Background The optimal antithrombotic strategies for patients with atrial fibrillation who experience ischemic stroke (IS) despite direct oral anticoagulant (DOAC) therapy remain inconclusive. This study compared outcomes for patients with DOAC treatment failure who changed or retained their prestroke DOAC. Methods and Results This retrospective cohort study analyzed data from the National Health Insurance Research Database from 2012 to 2020. Patients with atrial fibrillation who experienced IS during DOAC therapy were assigned to either (1) the DOAC‐change group: changing prestroke DOAC or (2) the DOAC‐retain group: retaining prestroke DOAC. The primary outcome was a composite of recurrent IS and transient ischemic attack.
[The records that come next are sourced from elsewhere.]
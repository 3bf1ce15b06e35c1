//! Create-itinerary form
//!
//! [`ItineraryDraft`] is the in-memory state of the form. Field edits only
//! touch the named field; activity edits only touch the activity at the
//! given position. [`FormController`] adds the cover image step and submission.

use tracing::{error, info, warn};
use trip_planner_upload::ImageFile;

use crate::guard::Route;
use crate::model::{Activity, Itinerary, TripType};
use crate::notify::Outcome;
use crate::repository::ItineraryRepository;
use crate::session::Identity;
use crate::upload::{ImageUploadStep, ImageUploader};
use crate::validation::{
    check_activity_removal, parse_date, parse_optional_date, require_all, ValidationError,
};

#[derive(Debug, Clone, Copy, PartialEq, Eq)]
pub enum Field {
    Title,
    Destination,
    StartDate,
    EndDate,
    TripType,
    Description,
}

#[derive(Debug, Clone, Copy, PartialEq, Eq)]
pub enum ActivityField {
    Title,
    Date,
    Location,
    Notes,
}

/// Raw activity input
#[derive(Debug, Clone, Default, PartialEq, Eq)]
pub struct ActivityDraft {
    pub title: String,
    pub date: String,
    pub location: String,
    pub notes: String,
}

impl ActivityDraft {
    fn to_activity(&self) -> Result<Activity, ValidationError> {
        let optional = |value: &str| {
            if value.trim().is_empty() {
                None
            } else {
                Some(value.to_string())
            }
        };
        Ok(Activity {
            title: optional(&self.title),
            date: parse_optional_date("activity date", &self.date)?,
            location: optional(&self.location),
            notes: optional(&self.notes),
        })
    }
}

/// Raw form input
#[derive(Debug, Clone, PartialEq, Eq)]
pub struct ItineraryDraft {
    pub title: String,
    pub destination: String,
    pub start_date: String,
    pub end_date: String,
    pub trip_type: String,
    pub description: String,
    pub activities: Vec<ActivityDraft>,
}

impl Default for ItineraryDraft {
    fn default() -> Self {
        Self {
            title: String::new(),
            destination: String::new(),
            start_date: String::new(),
            end_date: String::new(),
            trip_type: TripType::default().to_string(),
            description: String::new(),
            activities: vec![ActivityDraft::default()],
        }
    }
}

impl ItineraryDraft {
    pub fn new() -> Self {
        Self::default()
    }

    pub fn set_field(&mut self, field: Field, value: impl Into<String>) {
        let value = value.into();
        match field {
            Field::Title => self.title = value,
            Field::Destination => self.destination = value,
            Field::StartDate => self.start_date = value,
            Field::EndDate => self.end_date = value,
            Field::TripType => self.trip_type = value,
            Field::Description => self.description = value,
        }
    }

    pub fn set_activity_field(
        &mut self,
        index: usize,
        field: ActivityField,
        value: impl Into<String>,
    ) -> Result<(), ValidationError> {
        let activity = self
            .activities
            .get_mut(index)
            .ok_or(ValidationError::ActivityIndex(index))?;
        let value = value.into();
        match field {
            ActivityField::Title => activity.title = value,
            ActivityField::Date => activity.date = value,
            ActivityField::Location => activity.location = value,
            ActivityField::Notes => activity.notes = value,
        }
        Ok(())
    }

    pub fn add_activity(&mut self) {
        self.activities.push(ActivityDraft::default());
    }

    /// Removes position `index`; the last remaining activity cannot be removed.
    pub fn remove_activity(&mut self, index: usize) -> Result<(), ValidationError> {
        check_activity_removal(self.activities.len(), index)?;
        self.activities.remove(index);
        Ok(())
    }

    /// Builds the record to create. Owner, id and timestamp are filled in later.
    pub fn to_itinerary(&self, cover_image: String) -> Result<Itinerary, ValidationError> {
        require_all(&[
            self.title.as_str(),
            self.destination.as_str(),
            self.start_date.as_str(),
            self.end_date.as_str(),
        ])?;

        let trip_type = if self.trip_type.trim().is_empty() {
            TripType::default()
        } else {
            self.trip_type.parse()?
        };
        let activities = self
            .activities
            .iter()
            .map(ActivityDraft::to_activity)
            .collect::<Result<Vec<_>, _>>()?;

        Ok(Itinerary {
            id: String::new(),
            title: self.title.clone(),
            destination: self.destination.clone(),
            start_date: parse_date("startDate", &self.start_date)?,
            end_date: parse_date("endDate", &self.end_date)?,
            trip_type,
            description: self.description.clone(),
            cover_image,
            is_favorite: false,
            activities,
            user_id: String::new(),
            updated_at: None,
        })
    }
}

#[derive(Debug, Clone, PartialEq, Eq)]
pub enum FormMode {
    Create,
    /// Loaded from the edit route; submission still creates a new record
    Edit(String),
}

/// State and actions of the itinerary form
#[derive(Debug, Clone)]
pub struct FormController {
    mode: FormMode,
    draft: ItineraryDraft,
    image: ImageUploadStep,
    submitting: bool,
}

impl Default for FormController {
    fn default() -> Self {
        Self::new()
    }
}

impl FormController {
    pub fn new() -> Self {
        Self {
            mode: FormMode::Create,
            draft: ItineraryDraft::new(),
            image: ImageUploadStep::new(),
            submitting: false,
        }
    }

    /// The edit route renders the creation form.
    // TODO: load the existing record and submit through an update once edit semantics are settled.
    pub fn for_edit(id: &str) -> Self {
        warn!(%id, "edit route is unfinished, submitting will create a new itinerary");
        Self {
            mode: FormMode::Edit(id.to_string()),
            ..Self::new()
        }
    }

    pub fn mode(&self) -> &FormMode {
        &self.mode
    }

    pub fn draft(&self) -> &ItineraryDraft {
        &self.draft
    }

    pub fn draft_mut(&mut self) -> &mut ItineraryDraft {
        &mut self.draft
    }

    pub fn image(&self) -> &ImageUploadStep {
        &self.image
    }

    /// Set while `submit` awaits the store; observable by callers that share the form behind a lock.
    pub fn is_submitting(&self) -> bool {
        self.submitting
    }

    pub fn remove_activity(&mut self, index: usize) -> Outcome {
        match self.draft.remove_activity(index) {
            Ok(()) => Outcome::none(),
            Err(err) => Outcome::error(err.to_string()),
        }
    }

    pub async fn upload_cover(&mut self, uploader: &dyn ImageUploader, file: ImageFile) -> Outcome {
        self.image.run(uploader, file).await
    }

    /// Validates and creates the itinerary. The draft is kept on failure so
    /// the user can retry, and reset after a successful create.
    pub async fn submit(&mut self, owner: &Identity, repository: &ItineraryRepository) -> Outcome {
        let itinerary = match self.draft.to_itinerary(self.image.cover_image()) {
            Ok(itinerary) => itinerary,
            Err(err) => return Outcome::error(err.to_string()),
        };

        self.submitting = true;
        let result = repository.create(owner, itinerary).await;
        self.submitting = false;

        match result {
            Ok(created) => {
                info!(id = %created.id, "itinerary created");
                self.draft = ItineraryDraft::new();
                self.image.clear();
                Outcome::success("Itinerary created successfully!").with_redirect(Route::Dashboard)
            }
            Err(err) => {
                error!(error = %err, "create itinerary failed");
                Outcome::error("Failed to create itinerary")
            }
        }
    }
}

#[cfg(test)]
mod tests {
    use super::*;
    use crate::model::ITINERARIES;
    use crate::session::testing::identity;
    use crate::store::testing::RecordingStore;
    use crate::store::DocumentStore;
    use crate::upload::testing::FixedUploader;
    use std::sync::Arc;
    use trip_planner_upload::UploadSource;

    fn filled_draft(controller: &mut FormController) {
        let draft = controller.draft_mut();
        draft.set_field(Field::Title, "Paris Trip");
        draft.set_field(Field::Destination, "Paris");
        draft.set_field(Field::StartDate, "2024-01-01");
        draft.set_field(Field::EndDate, "2024-01-05");
    }

    #[test]
    fn test_defaults() {
        let draft = ItineraryDraft::new();
        assert_eq!(draft.trip_type, "leisure");
        assert_eq!(draft.activities, vec![ActivityDraft::default()]);
    }

    #[test]
    fn test_activity_edits_are_positional() {
        let mut draft = ItineraryDraft::new();
        draft.add_activity();
        draft.add_activity();
        draft
            .set_activity_field(1, ActivityField::Title, "Louvre")
            .unwrap();
        draft
            .set_activity_field(1, ActivityField::Notes, "book tickets")
            .unwrap();

        assert_eq!(draft.activities[0], ActivityDraft::default());
        assert_eq!(draft.activities[1].title, "Louvre");
        assert_eq!(draft.activities[1].notes, "book tickets");
        assert_eq!(draft.activities[2], ActivityDraft::default());

        assert_eq!(
            draft.set_activity_field(3, ActivityField::Title, "x"),
            Err(ValidationError::ActivityIndex(3))
        );

        draft.remove_activity(0).unwrap();
        assert_eq!(draft.activities.len(), 2);
        assert_eq!(draft.activities[0].title, "Louvre");
    }

    #[test]
    fn test_removing_only_activity_is_rejected() {
        let mut controller = FormController::new();
        controller
            .draft_mut()
            .set_activity_field(0, ActivityField::Title, "Louvre")
            .unwrap();
        let before = controller.draft().clone();

        let outcome = controller.remove_activity(0);

        assert!(outcome.is_error());
        assert_eq!(outcome.message(), Some("At least one activity is required"));
        assert_eq!(controller.draft(), &before);
    }

    #[tokio::test]
    async fn test_missing_title_is_rejected_without_store_write() {
        let store = Arc::new(RecordingStore::new());
        let repo = ItineraryRepository::new(store.clone());
        let mut controller = FormController::new();
        filled_draft(&mut controller);
        controller.draft_mut().set_field(Field::Title, "");

        let outcome = controller.submit(&identity("alice"), &repo).await;

        assert_eq!(outcome.message(), Some("All fields are required"));
        assert_eq!(outcome.redirect, None);
        assert_eq!(store.write_count(), 0);
    }

    #[tokio::test]
    async fn test_each_required_field_is_enforced() {
        for field in [Field::Title, Field::Destination, Field::StartDate, Field::EndDate] {
            let store = Arc::new(RecordingStore::new());
            let repo = ItineraryRepository::new(store.clone());
            let mut controller = FormController::new();
            filled_draft(&mut controller);
            controller.draft_mut().set_field(field, "");

            let outcome = controller.submit(&identity("alice"), &repo).await;
            assert!(outcome.is_error(), "{:?} accepted when empty", field);
            assert_eq!(store.write_count(), 0);
        }
    }

    #[tokio::test]
    async fn test_submit_creates_record_with_cover_and_owner() {
        let store = Arc::new(RecordingStore::new());
        let repo = ItineraryRepository::new(store.clone());
        let mut controller = FormController::new();
        filled_draft(&mut controller);
        controller
            .draft_mut()
            .set_activity_field(0, ActivityField::Title, "Louvre")
            .unwrap();

        let uploader = FixedUploader(Ok("https://img.example/paris.jpg".to_string()));
        let file = ImageFile::from_bytes(UploadSource::Local, "paris.jpg", vec![1u8]);
        controller.upload_cover(&uploader, file).await;

        let outcome = controller.submit(&identity("alice"), &repo).await;
        assert_eq!(outcome.message(), Some("Itinerary created successfully!"));
        assert_eq!(outcome.redirect, Some(Route::Dashboard));
        assert_eq!(controller.draft(), &ItineraryDraft::new());

        let stored = store
            .query(ITINERARIES, "userId", "alice")
            .await
            .unwrap()
            .pop()
            .unwrap();
        assert_eq!(stored.data["coverImage"], "https://img.example/paris.jpg");
        assert_eq!(stored.data["tripType"], "leisure");
        assert_eq!(stored.data["isFavorite"], false);
        assert_eq!(stored.data["activities"][0]["title"], "Louvre");
        assert!(stored.data["updatedAt"].is_string());
    }

    #[tokio::test]
    async fn test_submit_without_image_stores_empty_cover() {
        let store = Arc::new(RecordingStore::new());
        let repo = ItineraryRepository::new(store.clone());
        let mut controller = FormController::new();
        filled_draft(&mut controller);

        controller.submit(&identity("alice"), &repo).await;

        let stored = store.query(ITINERARIES, "userId", "alice").await.unwrap();
        assert_eq!(stored[0].data["coverImage"], "");
    }

    #[tokio::test]
    async fn test_failed_create_keeps_draft() {
        let store = Arc::new(RecordingStore::new());
        store.fail_writes(true);
        let repo = ItineraryRepository::new(store.clone());
        let mut controller = FormController::new();
        filled_draft(&mut controller);
        let before = controller.draft().clone();

        let outcome = controller.submit(&identity("alice"), &repo).await;

        assert_eq!(outcome.message(), Some("Failed to create itinerary"));
        assert_eq!(outcome.redirect, None);
        assert_eq!(controller.draft(), &before);
        assert!(!controller.is_submitting());
    }

    #[test]
    fn test_edit_mode_uses_creation_form() {
        let controller = FormController::for_edit("abc");
        assert_eq!(controller.mode(), &FormMode::Edit("abc".to_string()));
        assert_eq!(controller.draft(), &ItineraryDraft::new());
    }
}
The secondary outcomes included intracranial hemorrhage, major bleeding, systemic thromboembolism, and all‐cause death. Propensity score–based inverse probability of treatment weighting was applied to balance the baseline characteristics between the DOAC‐change and DOAC‐retain groups. The Cox proportional hazards model compared the risk of outcomes between the 2 groups. In total, 1979 patients were enrolled (609 DOAC‐change patients and 1370 DOAC‐retain patients). The incidence rates of recurrent IS or transient ischemic attack were 7.20 and 6.56 per 100 person‐years in the DOAC‐change and DOAC‐retain groups, respectively (hazard ratio [HR], 1.07 [95% CI, 0.87–1.30]). A nonsignificantly higher incidence rate of intracranial hemorrhage was observed in the DOAC‐change group compared with the DOAC‐retain group (0.75 versus 0.53 per 100‐person‐years; HR, 1.49 [95% CI, 0.78–2.83]). The systemic thromboembolism, major bleeding, and death rates were comparable between the DOAC‐change and DOAC‐retain groups. Conclusions Changing prestroke DOAC does not reduce the risk of recurrent cerebral ischemia in patients with atrial fibrillation who develop IS during DOAC therapy. However, future studies should continue to observe the potential trends of increased intracranial hemorrhage risk.